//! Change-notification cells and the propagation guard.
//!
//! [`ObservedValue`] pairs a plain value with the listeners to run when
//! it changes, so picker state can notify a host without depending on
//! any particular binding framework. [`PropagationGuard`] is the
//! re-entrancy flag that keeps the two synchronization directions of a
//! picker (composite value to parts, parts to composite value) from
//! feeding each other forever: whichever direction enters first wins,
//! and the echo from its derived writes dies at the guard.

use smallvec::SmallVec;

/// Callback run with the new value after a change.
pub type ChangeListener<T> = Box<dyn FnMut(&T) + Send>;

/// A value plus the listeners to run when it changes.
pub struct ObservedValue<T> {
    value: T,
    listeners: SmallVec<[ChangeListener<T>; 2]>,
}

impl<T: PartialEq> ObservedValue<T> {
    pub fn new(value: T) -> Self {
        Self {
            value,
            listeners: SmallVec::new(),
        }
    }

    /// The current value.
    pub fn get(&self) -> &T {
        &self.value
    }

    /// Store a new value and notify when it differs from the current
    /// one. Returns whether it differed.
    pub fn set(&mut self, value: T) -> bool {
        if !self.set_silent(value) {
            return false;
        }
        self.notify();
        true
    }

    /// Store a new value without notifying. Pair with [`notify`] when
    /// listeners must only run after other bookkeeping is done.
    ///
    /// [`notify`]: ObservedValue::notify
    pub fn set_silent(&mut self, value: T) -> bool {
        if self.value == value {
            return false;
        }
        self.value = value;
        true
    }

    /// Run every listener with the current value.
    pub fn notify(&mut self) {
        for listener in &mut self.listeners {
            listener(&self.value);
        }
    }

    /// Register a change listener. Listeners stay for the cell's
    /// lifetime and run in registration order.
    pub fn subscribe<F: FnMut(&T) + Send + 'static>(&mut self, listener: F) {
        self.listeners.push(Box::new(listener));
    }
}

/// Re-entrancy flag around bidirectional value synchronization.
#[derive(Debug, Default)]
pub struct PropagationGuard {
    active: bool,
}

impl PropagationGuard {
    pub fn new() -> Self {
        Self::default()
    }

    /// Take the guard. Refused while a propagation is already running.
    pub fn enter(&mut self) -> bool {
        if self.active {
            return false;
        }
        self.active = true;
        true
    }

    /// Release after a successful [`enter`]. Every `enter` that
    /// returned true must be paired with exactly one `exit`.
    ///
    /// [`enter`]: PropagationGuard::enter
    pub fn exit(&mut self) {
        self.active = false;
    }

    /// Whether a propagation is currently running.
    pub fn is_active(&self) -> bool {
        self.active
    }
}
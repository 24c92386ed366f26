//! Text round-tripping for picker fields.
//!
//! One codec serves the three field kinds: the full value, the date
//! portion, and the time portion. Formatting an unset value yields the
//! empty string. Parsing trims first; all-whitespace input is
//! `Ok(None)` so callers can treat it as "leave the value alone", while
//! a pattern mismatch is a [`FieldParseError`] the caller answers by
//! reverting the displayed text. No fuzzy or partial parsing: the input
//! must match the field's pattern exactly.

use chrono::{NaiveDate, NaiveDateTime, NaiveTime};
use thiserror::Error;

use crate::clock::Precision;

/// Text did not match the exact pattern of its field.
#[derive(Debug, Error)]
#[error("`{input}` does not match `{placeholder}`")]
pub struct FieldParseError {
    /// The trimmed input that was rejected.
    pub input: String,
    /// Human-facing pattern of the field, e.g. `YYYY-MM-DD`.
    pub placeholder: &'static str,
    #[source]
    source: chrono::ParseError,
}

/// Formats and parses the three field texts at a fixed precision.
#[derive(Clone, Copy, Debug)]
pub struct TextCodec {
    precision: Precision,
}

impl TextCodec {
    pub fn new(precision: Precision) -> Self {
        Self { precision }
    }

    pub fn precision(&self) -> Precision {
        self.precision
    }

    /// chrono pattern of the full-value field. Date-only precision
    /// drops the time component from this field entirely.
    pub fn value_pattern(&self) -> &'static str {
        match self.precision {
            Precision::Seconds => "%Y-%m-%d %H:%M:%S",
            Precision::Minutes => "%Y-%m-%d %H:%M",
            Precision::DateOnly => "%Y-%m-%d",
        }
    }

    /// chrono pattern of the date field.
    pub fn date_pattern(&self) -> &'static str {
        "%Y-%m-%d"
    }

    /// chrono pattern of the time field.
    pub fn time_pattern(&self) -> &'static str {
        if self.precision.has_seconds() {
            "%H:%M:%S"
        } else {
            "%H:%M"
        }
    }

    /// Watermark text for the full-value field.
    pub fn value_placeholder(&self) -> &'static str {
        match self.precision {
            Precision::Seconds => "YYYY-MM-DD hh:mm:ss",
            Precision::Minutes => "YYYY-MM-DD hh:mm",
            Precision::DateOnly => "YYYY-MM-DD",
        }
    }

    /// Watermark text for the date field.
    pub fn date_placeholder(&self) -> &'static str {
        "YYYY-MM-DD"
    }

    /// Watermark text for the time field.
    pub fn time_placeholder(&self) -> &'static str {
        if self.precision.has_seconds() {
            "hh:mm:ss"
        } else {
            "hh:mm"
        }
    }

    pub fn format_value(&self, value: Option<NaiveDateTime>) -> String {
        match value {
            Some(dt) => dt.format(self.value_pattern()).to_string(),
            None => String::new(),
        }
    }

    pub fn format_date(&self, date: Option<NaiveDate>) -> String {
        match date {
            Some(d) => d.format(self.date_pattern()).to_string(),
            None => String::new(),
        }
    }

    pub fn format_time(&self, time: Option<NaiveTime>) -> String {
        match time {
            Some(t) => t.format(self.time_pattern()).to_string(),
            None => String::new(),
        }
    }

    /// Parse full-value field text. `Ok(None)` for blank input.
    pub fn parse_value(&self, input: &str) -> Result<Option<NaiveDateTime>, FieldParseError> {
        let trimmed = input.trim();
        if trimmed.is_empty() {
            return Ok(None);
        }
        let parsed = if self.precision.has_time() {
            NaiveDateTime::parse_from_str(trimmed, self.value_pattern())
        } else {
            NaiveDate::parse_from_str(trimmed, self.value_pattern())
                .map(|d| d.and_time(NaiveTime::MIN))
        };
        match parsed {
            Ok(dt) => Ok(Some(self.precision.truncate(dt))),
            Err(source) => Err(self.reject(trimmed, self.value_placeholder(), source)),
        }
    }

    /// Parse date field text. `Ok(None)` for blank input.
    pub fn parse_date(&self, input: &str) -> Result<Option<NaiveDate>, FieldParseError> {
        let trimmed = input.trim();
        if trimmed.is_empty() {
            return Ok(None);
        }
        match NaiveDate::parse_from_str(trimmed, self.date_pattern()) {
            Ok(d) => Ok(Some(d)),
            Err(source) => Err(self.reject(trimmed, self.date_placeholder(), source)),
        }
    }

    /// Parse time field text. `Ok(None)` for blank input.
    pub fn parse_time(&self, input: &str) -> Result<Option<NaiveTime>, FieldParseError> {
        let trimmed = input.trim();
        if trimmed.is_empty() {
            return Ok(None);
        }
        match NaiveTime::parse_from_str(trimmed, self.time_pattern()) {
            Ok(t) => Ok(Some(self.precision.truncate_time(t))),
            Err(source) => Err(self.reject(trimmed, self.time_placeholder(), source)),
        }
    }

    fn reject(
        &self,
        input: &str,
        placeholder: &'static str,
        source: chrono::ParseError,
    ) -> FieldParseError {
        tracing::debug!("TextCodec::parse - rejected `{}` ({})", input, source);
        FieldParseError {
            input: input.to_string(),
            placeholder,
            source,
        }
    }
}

■ ■ ■ ■ ■ ■ ■

= EXERCISE BRIEF =
Report every line of the data above that contains the string "Send" by copying it in full.

= OUTPUT OF THE TASK =
pub type ChangeListener<T> = Box<dyn FnMut(&T) + Send>;
    pub fn subscribe<F: FnMut(&T) + Send + 'static>(&mut self, listener: F) {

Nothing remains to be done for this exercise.